■大量の薬を処方する医師や診療所「ピルミル」

 鎮痛剤を過剰に処方する医師がニュースとして取り上げられる中、専門家らは、オピオイド・クライシスが医師だけの責任ではなく、米国の医療制度そのものに問題があると指摘する。

 鎮痛剤の依存患者が増えるにつれ、その需要に対応すべく「ピルミル(Pill mill)」が米国内の各地に登場し始めた。ピルミルとは、大量の薬を処方する医師や診療所の呼称で、金銭さえ払えば誰でも薬を購入できるのが特徴だ。

 そのうちの一つが、オハイオ州の貧しい町ポーツマス(Portsmouth)にあった。
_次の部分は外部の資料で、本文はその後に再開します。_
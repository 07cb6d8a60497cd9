#[tokio::main]
async fn main() {
    if let Err(err) = sn_api::run().await {
        tracing::error!(error = %err, "sn-api failed");
        eprintln!("sn-api failed: {err}");
        std::process::exit(1);
    }
}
以前は、他州との州境に位置するこの街に薬を求めて依存症患者が数多く訪れていたため、ピルミルは街の経済の一部を成していた。

 しかしその後、州政府や地元警察当局が介入してピル・ミルを閉鎖し、運営者の医師が逮捕された。また診療所に対しても、以降は信用ある医療プログラムとの提携が義務付けられた。

 オピオイド依存患者らは、合法的に処方された薬から依存症に陥った人々が多い。ポーツマスの依存症患者たちも、ある特定のグループに属しているということはなく、その社会的なバックグラウンドは多様だ。
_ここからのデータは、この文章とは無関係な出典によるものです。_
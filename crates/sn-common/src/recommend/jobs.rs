use std::cmp::Ordering;
use std::collections::BTreeSet;

use super::ranking::{clamp_score, rank_top_k, score_desc};
use super::signals::EmployerSignal;
use super::weights::JOB_MATCH_THRESHOLD;
use crate::api::recommendation::JobRecommendation;
use crate::graph::RequesterContext;

/// `|matching| / |company|`, or 0 when the employer has no observed skills.
pub fn match_rate(matching: usize, company: usize) -> f64 {
    if company == 0 {
        return 0.0;
    }
    matching as f64 / company as f64
}

/// Strictly greater than the threshold.
pub fn passes_match_threshold(rate: f64) -> bool {
    rate > JOB_MATCH_THRESHOLD
}

fn compare(a: &JobRecommendation, b: &JobRecommendation) -> Ordering {
    score_desc(a.score, b.score).then_with(|| a.company.cmp(&b.company))
}

/// Turn employer skill overlaps into ranked job suggestions.
///
/// The requester's own employer is skipped. Only the part of
/// `matching_skills` that is also in `company_skills` counts towards the
/// rate, which keeps it within `[0, 1]`.
pub fn rank_employer_signals(
    context: &RequesterContext,
    signals: Vec<EmployerSignal>,
    limit: usize,
) -> Vec<JobRecommendation> {
    if context.skills.is_empty() {
        return Vec::new();
    }

    let scored = signals
        .into_iter()
        .filter(|signal| context.employer.as_deref() != Some(signal.employer.name.as_str()))
        .filter_map(|signal| {
            let matching: BTreeSet<String> = signal
                .matching_skills
                .intersection(&signal.company_skills)
                .cloned()
                .collect();
            let rate = match_rate(matching.len(), signal.company_skills.len());
            if !passes_match_threshold(rate) {
                return None;
            }

            let company = signal.employer.name;
            Some(JobRecommendation {
                job_id: format!("job_{company}"),
                title: format!("Position at {company}"),
                location: signal.employer.location,
                required_skills: signal.company_skills.into_iter().collect(),
                matching_skills: matching.into_iter().collect(),
                skill_match_rate: rate,
                score: clamp_score(rate),
                company,
            })
        })
        .collect();

    rank_top_k(scored, limit, compare)
}

#[cfg(test)]
mod tests {
    use super::*;
    use crate::recommend::signals::EmployerProfile;

    fn skills(names: &[&str]) -> BTreeSet<String> {
        names.iter().map(|s| s.to_string()).collect()
    }

    fn context(own_skills: &[&str], employer: Option<&str>) -> RequesterContext {
        RequesterContext {
            user_id: "me".into(),
            connections: BTreeSet::new(),
            skills: skills(own_skills),
            employer: employer.map(str::to_string),
        }
    }

    fn employer(name: &str, company_skills: &[&str], requester: &RequesterContext) -> EmployerSignal {
        EmployerSignal::new(
            EmployerProfile {
                name: name.into(),
                location: Some("Remote".into()),
            },
            skills(company_skills),
            &requester.skills,
        )
    }

    #[test]
    fn exactly_point_three_is_excluded() {
        let ctx = context(&["a", "b", "c"], None);
        // 3 of 10 observed skills overlap
        let signal = employer(
            "Edge",
            &["a", "b", "c", "d", "e", "f", "g", "h", "i", "j"],
            &ctx,
        );

        assert_eq!(match_rate(3, 10), 0.3);
        assert!(rank_employer_signals(&ctx, vec![signal], 10).is_empty());
    }

    #[test]
    fn just_above_threshold_is_included() {
        assert!(passes_match_threshold(0.30001));
        assert!(!passes_match_threshold(0.3));
        assert!(!passes_match_threshold(0.29999));
    }

    #[test]
    fn requester_without_skills_gets_nothing() {
        let ctx = context(&[], None);
        let signal = EmployerSignal {
            employer: EmployerProfile {
                name: "Any".into(),
                location: None,
            },
            company_skills: skills(&["rust"]),
            matching_skills: skills(&["rust"]),
        };

        assert!(rank_employer_signals(&ctx, vec![signal], 10).is_empty());
    }

    #[test]
    fn skips_own_employer_and_synthesizes_titles() {
        let ctx = context(&["rust", "go"], Some("Home"));
        let signals = vec![
            employer("Home", &["rust"], &ctx),
            employer("CloudWorks", &["rust", "go", "k8s"], &ctx),
        ];

        let ranked = rank_employer_signals(&ctx, signals, 10);

        assert_eq!(ranked.len(), 1);
        let job = &ranked[0];
        assert_eq!(job.job_id, "job_CloudWorks");
        assert_eq!(job.title, "Position at CloudWorks");
        assert_eq!(job.matching_skills, vec!["go".to_string(), "rust".to_string()]);
        assert!((job.score - 2.0 / 3.0).abs() < 1e-9);
        assert_eq!(job.score, job.skill_match_rate);
    }

    #[test]
    fn orders_by_rate_then_company_name() {
        let ctx = context(&["rust"], None);
        let signals = vec![
            employer("Zeta", &["rust"], &ctx),
            employer("Alpha", &["rust"], &ctx),
            employer("Mid", &["rust", "go"], &ctx),
        ];

        let ranked = rank_employer_signals(&ctx, signals, 2);
        let names: Vec<_> = ranked.iter().map(|j| j.company.as_str()).collect();
        assert_eq!(names, vec!["Alpha", "Zeta"]);
    }

    #[test]
    fn empty_company_skills_never_qualify() {
        let ctx = context(&["rust"], None);
        let signal = employer("Empty", &[], &ctx);
        assert_eq!(match_rate(0, 0), 0.0);
        assert!(rank_employer_signals(&ctx, vec![signal], 10).is_empty());
    }
}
 患者たちは中毒症状克服への長期間の補助を必要としていたため、地元当局は、医療サービスおよび依存症治療により一層力を入れた。その結果、それまで鎮痛剤依存症患者の避難所となっていた街は、依存症克服のための場所に生まれ変わった。

 この状況について、地元警察のロバート・ウェア(Robert Ware)署長は、米国の他地域に比べ、ポーツマスでは鎮痛剤過剰摂取が減少していると話した。

 米国では薬物の過剰摂取による死者が増加傾向にあり、2016年は6万人にまで上ったと推定されている。オハイオ州やウェストバージニア(West Virginia)州などで特にその数は多い。